Instead I sympatheticallly told her about when I had mine removed last year and came to on the Operating Table mid way through the procedure. Do you know, I nearly had to shout because she covered her ears and went La, La, La when I described being concious, paralysed and feeling the tools going in through the keyholes and touching my Liver. For some reason she didn't want to know.

Some people - I was only trying to make sure she was fully informed. Is that Vincent Price I hear?

Monday 10 May 2010

I didn't know that.

A busy weekend had me collapsing, brain dead on the sofa at the end of the day rather than busily pecking away at the keyboard.

Actually that isn't entirely true. This weekend has seen me explore the world of wireless network encryption and after sorting that out the last thing I wanted to do was sit at a keyboard ...

... perhaps burn one on an Altar constructed from the long bones of Mr Gates whilst wearing a ceremonial cape made from his flayed skin with the obligatory teeth necklace, but sit at one for pleasure - I think not.

I have an analogy that I use when people say "Oh you work at Dante's Nine Circles of Hell, you must know loads about PCs". My witty response is "Yes, and you drive a BMW. Can you change the cam belt and re-map the ignition".

In other words I can drive a computer but I'm not one to fix them so encryption of the wireless LAN was fun and games.

Anyone who knows me will tell you that I have the patience of a Saint and that I am sweetness and light to share a home with - I have bound and Gaffa taped TP and 30% in the cellar so they can't come in here and disagree with me.

It wasn't so much the encryption that was the problem it was the connection of my Laptop to the newly encrypted Router that was problematic.
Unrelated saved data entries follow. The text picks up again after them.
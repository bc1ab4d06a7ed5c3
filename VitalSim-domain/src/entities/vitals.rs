use std::fmt;

use serde::{Deserialize, Serialize};

use crate::entities::patient::{Condition, ValueRange};

/// One simulated snapshot of a patient's vital signs
#[derive(Debug, Clone, Copy, PartialEq, Serialize, Deserialize)]
pub struct VitalsReading {
    /// Heart rate in beats per minute
    pub pulse: u16,

    /// Oxygen saturation in percent, one decimal place
    pub spo2: f64,

    /// Systolic blood pressure (the higher number)
    pub systolic: u16,

    /// Diastolic blood pressure (the lower number), always at least 10 below systolic
    pub diastolic: u16,

    /// Condition of the profile the reading was generated for
    pub condition: Condition,
}

/// Clinically sane limits every generated reading is clamped into
#[derive(Debug, Clone, Copy, PartialEq)]
pub struct VitalBounds {
    pub pulse: ValueRange<f64>,
    pub spo2: ValueRange<f64>,
    pub systolic: ValueRange<f64>,
    pub diastolic: ValueRange<f64>,
    /// Minimum gap kept between systolic and diastolic
    pub pulse_pressure_gap: f64,
}

impl VitalBounds {
    /// Bounds used by the simulator
    pub const CLINICAL: VitalBounds = VitalBounds {
        pulse: ValueRange::new(30.0, 220.0),
        spo2: ValueRange::new(70.0, 100.0),
        systolic: ValueRange::new(70.0, 250.0),
        diastolic: ValueRange::new(40.0, 150.0),
        pulse_pressure_gap: 10.0,
    };

    pub fn clamp_pulse(&self, value: f64) -> f64 {
        value.clamp(self.pulse.min, self.pulse.max)
    }

    pub fn clamp_spo2(&self, value: f64) -> f64 {
        value.clamp(self.spo2.min, self.spo2.max)
    }

    pub fn clamp_systolic(&self, value: f64) -> f64 {
        value.clamp(self.systolic.min, self.systolic.max)
    }

    /// Clamp diastolic into `[min, min(systolic - gap, max)]`
    ///
    /// The upper limit never drops below the lower one as long as the systolic
    /// floor sits at least `gap` above the diastolic floor.
    pub fn clamp_diastolic(&self, value: f64, systolic: f64) -> f64 {
        let upper = (systolic - self.pulse_pressure_gap)
            .min(self.diastolic.max)
            .max(self.diastolic.min);
        value.clamp(self.diastolic.min, upper)
    }
}

impl Default for VitalBounds {
    fn default() -> Self {
        Self::CLINICAL
    }
}

/// Blood pressure category based on measurements
#[derive(Debug, Clone, Copy, Serialize, Deserialize, PartialEq, Eq)]
pub enum BloodPressureCategory {
    /// Normal blood pressure (systolic < 120 and diastolic < 80)
    Normal,

    /// Elevated blood pressure (systolic 120-129 and diastolic < 80)
    Elevated,

    /// Stage 1 Hypertension (systolic 130-139 or diastolic 80-89)
    Hypertension1,

    /// Stage 2 Hypertension (systolic ≥ 140 or diastolic ≥ 90)
    Hypertension2,

    /// Hypertensive crisis (systolic ≥ 180 or diastolic ≥ 120)
    HypertensiveCrisis,
}

impl fmt::Display for BloodPressureCategory {
    fn fmt(&self, f: &mut fmt::Formatter<'_>) -> fmt::Result {
        let label = match self {
            BloodPressureCategory::Normal => "Normal",
            BloodPressureCategory::Elevated => "Elevated",
            BloodPressureCategory::Hypertension1 => "Hypertension Stage 1",
            BloodPressureCategory::Hypertension2 => "Hypertension Stage 2",
            BloodPressureCategory::HypertensiveCrisis => "Hypertensive Crisis",
        };
        f.write_str(label)
    }
}
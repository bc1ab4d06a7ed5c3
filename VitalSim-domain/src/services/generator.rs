//! Vital-sign generator
//!
//! Maps a patient profile to one plausible instantaneous reading. Each vital
//! is drawn from a normal distribution centred on the profile's band, the
//! diastolic pressure is derived from the systolic one, condition rules may
//! push the values further, and everything is clamped into [`VitalBounds`]
//! at the end.
//!
//! Draw order is fixed so scripted sources stay predictable:
//! normals are pulse, SpO₂, systolic, diastolic noise; uniforms are the
//! diastolic ratio, then per rule a `chance` draw followed by its magnitudes.

use crate::entities::patient::{PatientProfile, ValueRange};
use crate::entities::vitals::{VitalBounds, VitalsReading};
use crate::random::RandomSource;
use crate::services::perturbation::RawVitals;

/// Probability that each condition rule fires on a given reading
pub const DEFAULT_PERTURBATION_PROBABILITY: f64 = 0.10;

/// Band width divided by this gives the pulse standard deviation
const PULSE_SPREAD_DIVISOR: f64 = 6.0;
/// SpO₂ varies less than the other vitals
const SPO2_SPREAD_DIVISOR: f64 = 4.0;
const SYSTOLIC_SPREAD_DIVISOR: f64 = 6.0;

/// Diastolic is this fraction of systolic before noise
const DIASTOLIC_RATIO: ValueRange<f64> = ValueRange::new(0.60, 0.75);
const DIASTOLIC_NOISE_STD_DEV: f64 = 5.0;

/// Stateless generator of simulated readings
#[derive(Debug, Clone, Copy, PartialEq)]
pub struct VitalsGenerator {
    bounds: VitalBounds,
    perturbation_probability: f64,
}

impl Default for VitalsGenerator {
    fn default() -> Self {
        Self::new()
    }
}

impl VitalsGenerator {
    /// Generator with clinical bounds and the default perturbation probability
    pub fn new() -> Self {
        Self {
            bounds: VitalBounds::CLINICAL,
            perturbation_probability: DEFAULT_PERTURBATION_PROBABILITY,
        }
    }

    /// Override the per-rule perturbation probability; `0.0` disables perturbations
    pub fn with_perturbation_probability(mut self, probability: f64) -> Self {
        self.perturbation_probability = if probability.is_nan() {
            0.0
        } else {
            probability.clamp(0.0, 1.0)
        };
        self
    }

    pub fn perturbation_probability(&self) -> f64 {
        self.perturbation_probability
    }

    pub fn bounds(&self) -> &VitalBounds {
        &self.bounds
    }

    /// Produce one reading for `profile`
    ///
    /// Never fails: whatever the source returns, the result is clamped into
    /// the generator's bounds and diastolic stays below systolic.
    pub fn generate<R: RandomSource + ?Sized>(
        &self,
        profile: &PatientProfile,
        rng: &mut R,
    ) -> VitalsReading {
        let bounds = &self.bounds;

        let pulse = sample_band(rng, &profile.pulse_range, PULSE_SPREAD_DIVISOR).trunc();
        let pulse = bounds.clamp_pulse(pulse);

        let spo2 = sample_band(rng, &profile.spo2_range, SPO2_SPREAD_DIVISOR);
        let spo2 = bounds.clamp_spo2(spo2);

        let systolic = sample_band(rng, &profile.systolic_range, SYSTOLIC_SPREAD_DIVISOR).trunc();
        let systolic = bounds.clamp_systolic(systolic);

        let ratio = rng.uniform(DIASTOLIC_RATIO.min, DIASTOLIC_RATIO.max);
        let noise = rng.normal(0.0, DIASTOLIC_NOISE_STD_DEV);
        let diastolic = (systolic * ratio + noise).trunc();
        let diastolic = bounds.clamp_diastolic(diastolic, systolic);

        let mut vitals = RawVitals {
            pulse,
            spo2,
            systolic,
            diastolic,
        };

        for rule in profile.condition.perturbations() {
            if rng.chance(self.perturbation_probability) {
                rule.apply(&mut vitals, rng);
            }
        }

        self.finish(vitals, profile)
    }

    /// Final unconditional clamp and conversion to the output types
    fn finish(&self, vitals: RawVitals, profile: &PatientProfile) -> VitalsReading {
        let bounds = &self.bounds;

        let pulse = bounds.clamp_pulse(vitals.pulse.trunc());
        let spo2 = bounds.clamp_spo2((vitals.spo2 * 10.0).round() / 10.0);
        let systolic = bounds.clamp_systolic(vitals.systolic.trunc());
        let diastolic = bounds.clamp_diastolic(vitals.diastolic.trunc(), systolic);

        VitalsReading {
            pulse: pulse as u16,
            spo2,
            systolic: systolic as u16,
            diastolic: diastolic as u16,
            condition: profile.condition,
        }
    }
}

/// Draw from a normal centred on the band with `width / divisor` spread
fn sample_band<T, R>(rng: &mut R, band: &ValueRange<T>, divisor: f64) -> f64
where
    T: Copy + Into<f64>,
    R: RandomSource + ?Sized,
{
    rng.normal(band.midpoint(), band.width() / divisor)
}

/// Generate a reading with the default generator
pub fn generate<R: RandomSource + ?Sized>(profile: &PatientProfile, rng: &mut R) -> VitalsReading {
    VitalsGenerator::default().generate(profile, rng)
}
TP has an IPod Touch - He turned it on and pressed the Safari button and it said enter the encryption key. Genius. 20 seconds later he is browsing for whatever it is that 13 year old boys browse for on the Internet.

If it is that simple how come my Laptop required me to search through obviously unnecessary layers of applications to find the fields where I have to enter the key TWICE. It then allowed me to browse the web for important stuff like eBay and Amazon but decided that it should corrupt the software I need to run to allow me to "tunnel" secretly in to Dante's information vaults thereby preventing me from doing the stuff I get paid for.

I now understand why Mac Users are so bloody SMUG.

Anyway - today was a better day - I only had to make one call to the Helpdesk Guys and pay one visit to the Deskside Support team and my laptop has run for 6 hours without screwing up.

Anyway - what was I going to talk about today?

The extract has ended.